Soy consciente de que estas evocaciones de un pasado que ya no ha de volver nos han de enternecer a los más viejos de la tribu. Pero también sé que no debieran de dejar indiferentes a los miembros más jóvenes de ella porque, mutatis mutandis, ellos viene haciendo lo mismo que hacíamos nosotros y bueno será que vayan aprendiendo las lecciones pertinentes para cuando, sin apenas haberse dado cuenta, los sorprenda hallarse en una edad tan provecta como esta en la que nosotros nos hallamos. La vida es un breve soplo, si me dejan que lo diga.

Sucedió siempre, lo fue siempre, y lo es ahora, cuando los jóvenes y no tan jóvenes, cuelgan las fotos de sus fiestas en Facebook o en Instagram, al lado de las de las bodas de sus hijas, de las del bautizo de sus criaturas y de las cualquier otra efeméride que se les ocurra para llamarse guapos y hacer crecer así y de modo exponencial la necesaria autoestima, mientras se envían abrazos y saludos, se lisonjean y proclaman y dejan que el mundo siga girando del mismo modo que lleva haciéndolo desde hace ya bastante rato..

Entonces, esas mismas fotografías, se colocaban en Foto Villar, en la calle del Paseo, o en la del Cardenal Quiroga en Schreck o cómo se escribiese el tal apellido enrevesado que nunca supe como pronunciar en su debida forma. Entonces, en la feria del 15 en Allariz, los ciegos cantaban coplas y romances, describían crímenes espantosos, cometidos en Lugo o en Ponferrada y ahora vemos Tele 5 o la Sexta que al fin y al cabo vienen sido casi lo mismo o parecido.

El mundo cambia; sí; pero el que no cambia es el ser humano. Los jóvenes son como nosotros fuimos y, si el mundo no revienta antes, serán como nosotros ahora somos. Irán asumiendo los cambios que, como nosotros hicimos, sean capaces de aportar al progreso de la doliente humanidad y adaptándose a ellos, pero sus corazones estarán igual de desamparados que los nuestros.

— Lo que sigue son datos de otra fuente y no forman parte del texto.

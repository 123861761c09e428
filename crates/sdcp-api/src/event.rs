// ── Transport events ──
//
// What a transport's background listener pushes to its owner. Every
// transport emits the same closed set so the owner can stay
// transport-agnostic.

use serde_json::Value;

/// Broadcast channel capacity shared by all transports.
pub(crate) const EVENT_CHANNEL_CAPACITY: usize = 256;

#[derive(Debug, Clone, PartialEq)]
pub enum TransportEvent {
    /// A complete status document that replaces the cached one.
    Status(Value),
    /// An incremental status update (inverted MQTT only).
    StatusDelta { seq: u64, delta: Value },
    /// A complete attributes document.
    Attributes(Value),
    /// A command response, after it was offered to the correlation table.
    Response { command: u32, data: Value },
    Notice(Value),
    Error(Value),
    /// The transport is dead. No further events follow.
    Closed { reason: String },
}

impl TransportEvent {
    pub fn kind(&self) -> &'static str {
        match self {
            Self::Status(_) => "status",
            Self::StatusDelta { .. } => "status-delta",
            Self::Attributes(_) => "attributes",
            Self::Response { .. } => "response",
            Self::Notice(_) => "notice",
            Self::Error(_) => "error",
            Self::Closed { .. } => "closed",
        }
    }
}
//! Config subcommand handlers.

use tabled::Tabled;

use sdcp_config::{Config, PrinterProfile};

use crate::cli::{ConfigArgs, ConfigCommand, OutputFormat};
use crate::error::CliError;
use crate::output;

use super::Context;

const REDACTED: &str = "********";

/// Copy of `cfg` safe to print: plaintext access codes are masked.
fn redacted(cfg: &Config) -> Config {
    let mut cfg = cfg.clone();
    for profile in cfg.printers.values_mut() {
        if profile.access_code.is_some() {
            profile.access_code = Some(REDACTED.into());
        }
    }
    cfg
}

#[derive(Tabled)]
struct ProfileRow {
    #[tabled(rename = "Profile")]
    name: String,
    #[tabled(rename = "Host")]
    host: String,
    #[tabled(rename = "Transport")]
    transport: String,
    #[tabled(rename = "ID")]
    id: String,
    #[tabled(rename = "Model")]
    model: String,
}

#[derive(serde::Serialize)]
struct NamedProfile<'a> {
    name: &'a str,
    default: bool,
    #[serde(flatten)]
    profile: &'a PrinterProfile,
}

fn profile_row(p: &NamedProfile<'_>) -> ProfileRow {
    ProfileRow {
        name: if p.default {
            format!("{} *", p.name)
        } else {
            p.name.to_owned()
        },
        host: p.profile.host.clone(),
        transport: p.profile.transport.to_string(),
        id: p.profile.id.clone(),
        model: output::or_dash(p.profile.model.as_deref()),
    }
}

pub fn handle(args: ConfigArgs, ctx: &Context) -> Result<(), CliError> {
    match args.command {
        ConfigCommand::Path => {
            println!("{}", ctx.config_path.display());
            Ok(())
        }

        ConfigCommand::Show => {
            let cfg = redacted(&ctx.config);
            let rendered = match ctx.output()? {
                OutputFormat::Table => {
                    toml::to_string_pretty(&cfg).map_err(|e| CliError::Render(e.to_string()))?
                }
                OutputFormat::Json => output::render_json(&cfg, false)?,
                OutputFormat::JsonCompact => output::render_json(&cfg, true)?,
                OutputFormat::Yaml => output::render_yaml(&cfg)?,
            };
            ctx.print(&rendered);
            Ok(())
        }

        ConfigCommand::Printers => {
            let cfg = redacted(&ctx.config);
            let default = cfg.default_printer.as_deref();
            let profiles: Vec<NamedProfile<'_>> = cfg
                .printers
                .iter()
                .map(|(name, profile)| NamedProfile {
                    name,
                    default: Some(name.as_str()) == default,
                    profile,
                })
                .collect();
            if profiles.is_empty() {
                ctx.note(&format!(
                    "No printer profiles in {}",
                    ctx.config_path.display()
                ));
            }
            let rendered = output::render_list(ctx.output()?, &profiles, profile_row)?;
            ctx.print(&rendered);
            Ok(())
        }
    }
}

¿Qué hacer entonces? No se me ocurre otra cosa más que la de tomar las cosas con calma. Conde Corbal, el pintor, hermano de Conde Corbal, el médico, interprete genial con sus dibujos de la Galicia de entonces y de las miradas de Vicente Risco o de Valle-Inclán cuando estos las posaban sobre ellas, Conde Corbal, Don Xosé, solía aconsejar, verlas venir, dejarlas pasar e si acaso y se puede ver de pararlas a tiempo. Pues ya saben que hacer los más Jóvenes. A los más viejos ya no nos queda otro remedio.